Hachette (tome Ip. 75-84).

CHAPITRE II

PARDONNÉ TROP TARD

Pendant une semaine de longs jours, de longues nuits, on ne put ouvrir ou fermer une porte dans la vieille maison où Gustave se mourait sans éveiller en lui un espoir soudain ; mais le bruit des pas s’éteignit, les portes s’ouvrirent et se fermèrent sans que la voyageuse revînt au logis.

Le petit garçon, le charmant petit enfant qui semblait avoir hérité de toute la noblesse native de son père, ne cessait de demander sa mère.

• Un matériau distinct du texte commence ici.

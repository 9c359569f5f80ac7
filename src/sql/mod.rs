//! Multi-dialect SQL DDL generation.

mod dialect;
mod generator;
mod types;

pub use dialect::Dialect;
pub use generator::{generate, insert_statements};
pub use types::sql_type;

Le père souffrait, souffrait horriblement.

Que lui était-il arrivé ?

La pensée qu’elle eût pu abandonner lui et son enfant ne lui vint même pas à l’esprit : cette goutte de poison n’entra heureusement pas dans sa coupe.

L’amertume de la mort eût été douce en comparaison de la morsure cruelle d’une semblable supposition.

Elle ne revenait pas.

Quelque événement fatal avait dû fondre sur elle… la mort peut-être, car si elle vivait encore, si elle avait encore la raison, elle aurait écrit, fait un signe !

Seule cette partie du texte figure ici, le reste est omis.